Kneeland Reese, Ojeda Jordyn, St-Yves Ghislain, Naselaris Thomas
Department of Computer Science, University of Minnesota, Minneapolis MN, 55455.
Department of Neuroscience, University of Minnesota, Minneapolis MN, 55455.
ArXiv. 2023 Jun 1:arXiv:2306.00927v1.
Two recent developments have accelerated progress in image reconstruction from human brain activity: large datasets that offer samples of brain activity in response to many thousands of natural scenes, and the open-sourcing of powerful stochastic image-generators that accept both low- and high-level guidance. Most work in this space has focused on obtaining point estimates of the target image, with the ultimate goal of approximating literal pixel-wise reconstructions of target images from the brain activity patterns they evoke. This emphasis belies the fact that there is always a family of images that are equally compatible with any evoked brain activity pattern, and the fact that many image-generators are inherently stochastic and do not by themselves offer a method for selecting the single best reconstruction from among the samples they generate. We introduce a novel reconstruction procedure (Second Sight) that iteratively refines an image distribution to explicitly maximize the alignment between the predictions of a voxel-wise encoding model and the brain activity patterns evoked by any target image. We use an ensemble of brain-optimized deep neural networks trained on the Natural Scenes Dataset (NSD) as our encoding model, and a latent diffusion model as our image generator. At each iteration, we generate a small library of images and select those that best approximate the measured brain activity when passed through our encoding model. We extract semantic and structural guidance from the selected images, used for generating the next library. We show that this process converges on a distribution of high-quality reconstructions by refining both semantic content and low-level image details across iterations. Images sampled from these converged image distributions are competitive with state-of-the-art reconstruction algorithms. Interestingly, the time-to-convergence varies systematically across visual cortex, with earlier visual areas generally taking longer and converging on narrower image distributions, relative to higher-level brain areas. Second Sight thus offers a succinct and novel method for exploring the diversity of representations across visual brain areas.

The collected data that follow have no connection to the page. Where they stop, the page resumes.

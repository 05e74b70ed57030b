/*!
An odometer model of time.

The central abstraction of this crate is the [`Digit`]: an integer that is
permanently confined to an inclusive range `min..=max`. When arithmetic
pushes a digit past either end of its range, the digit wraps around, just
like a wheel on a mechanical odometer, and reports how many full times it
wrapped as a signed [cycle count](Digit::cycle_count).

On top of that primitive sit two more types. A [`Wheel`] is a mutable
digit pinned to one of the seven canonical time units (millisecond through
year). A [`Moment`] chains seven wheels together into a calendar-like
value, where a carry out of one wheel is absorbed by the next larger one,
forming a hand-rolled mixed-radix counter.

# Example: a wrapping digit

A digit confined to `1..=12` behaves like the month ring on a dial. Any
size of jump is permitted in a single operation, and the cycle count says
how many times the dial went all the way around:

```
use odo::Digit;

let d = Digit::ranged(11, 1, 12)?;
let d = d.plus(10);
assert_eq!(d.value(), 9);
assert_eq!(d.cycle_count(), 1);

# Ok::<(), Box<dyn std::error::Error>>(())
```

# Example: rolling a calendar over

A [`Moment`] cascades carries from the millisecond wheel all the way up to
the year wheel:

```
use odo::{Moment, Unit};

let mut t = Moment::new(2024, 12, 30, 23, 59, 59, 999);
t.increment(Unit::Millisecond);
assert_eq!(t, Moment::new(2025, 1, 1, 0, 0, 0, 0));
```

And the span between two moments round-trips through addition:

```
use odo::Moment;

let now = Moment::new(2024, 5, 6, 14, 50, 0, 0);
let birth = Moment::new(1981, 12, 4, 23, 45, 0, 0);
let between = now.between(&birth);
assert_eq!(birth.plus(&between), now);
```

# This is not a real calendar

A `Moment` uses a deliberately simplified calendar: every month has
exactly 30 days and there are no leap years. That keeps every wheel's
radix fixed, at the cost of not agreeing with the proleptic Gregorian
calendar. Conversions to and from `chrono::NaiveDateTime` (via the
`chrono` feature) are provided for getting real wall-clock values in and
out at the boundary, but the arithmetic in between is odometer
arithmetic, nothing more.

# Crate features

* **std** (enabled by default) - Implements `std::error::Error` for this
  crate's error type and, together with **chrono**, enables
  [`Moment::now`].
* **chrono** (enabled by default) - Enables conversions between
  [`Moment`] and `chrono::NaiveDateTime`.
* **logging** - Emits `trace` level messages on the `log` crate as
  carries cascade between wheels.
*/

#![no_std]
#![deny(rustdoc::broken_intra_doc_links)]
#![warn(missing_docs)]
#![warn(missing_debug_implementations)]
#![cfg_attr(docsrs, feature(doc_auto_cfg))]

#[cfg(any(test, feature = "std"))]
extern crate std;

extern crate alloc;

pub use crate::{
    digit::Digit,
    duration::{Duration, ToDuration},
    error::Error,
    moment::Moment,
    unit::Unit,
    wheel::Wheel,
};

#[macro_use]
mod logging;

#[cfg(feature = "chrono")]
mod convert;
mod digit;
mod duration;
mod error;
mod moment;
mod unit;
mod wheel;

一是提供了响应数千个自然场景的大脑活动样本的大型数据集,二是强大的随机图像生成器的开源,这些生成器可接受低级和高级指导。该领域的大多数工作都集中在获得目标图像的点估计上,其最终目标是根据大脑活动模式唤起的目标图像进行逐像素的文字重建。这种强调掩盖了这样一个事实,即总是存在一系列与任何唤起的大脑活动模式同样兼容的图像,而且许多图像生成器本质上是随机的,它们本身并没有提供一种从它们生成的样本中选择单一最佳重建的方法。我们引入了一种新颖的重建程序(Second Sight),该程序迭代地优化图像分布,以明确最大化体素编码模型的预测与任何目标图像唤起的大脑活动模式之间的对齐。我们使用在自然场景数据集(NSD)上训练的一组经过大脑优化的深度神经网络作为我们的编码模型,并使用潜在扩散模型作为我们的图像生成器。在每次迭代中,我们生成一个小的图像库,并选择那些在通过我们的编码模型时最接近测量到的大脑活动的图像。我们从选定的图像中提取语义和结构指导,用于生成下一个图像库。我们表明,通过在迭代过程中优化语义内容和低级图像细节,这个过程会收敛到高质量重建的分布上。从这些收敛的图像分布中采样的图像与最先进的重建算法具有竞争力。有趣的是,收敛时间在视觉皮层中系统地变化,相对于高级脑区,早期视觉区域通常需要更长时间并收敛到更窄的图像分布上。因此,Second Sight提供了一种简洁新颖的方法来探索视觉脑区表征的多样性。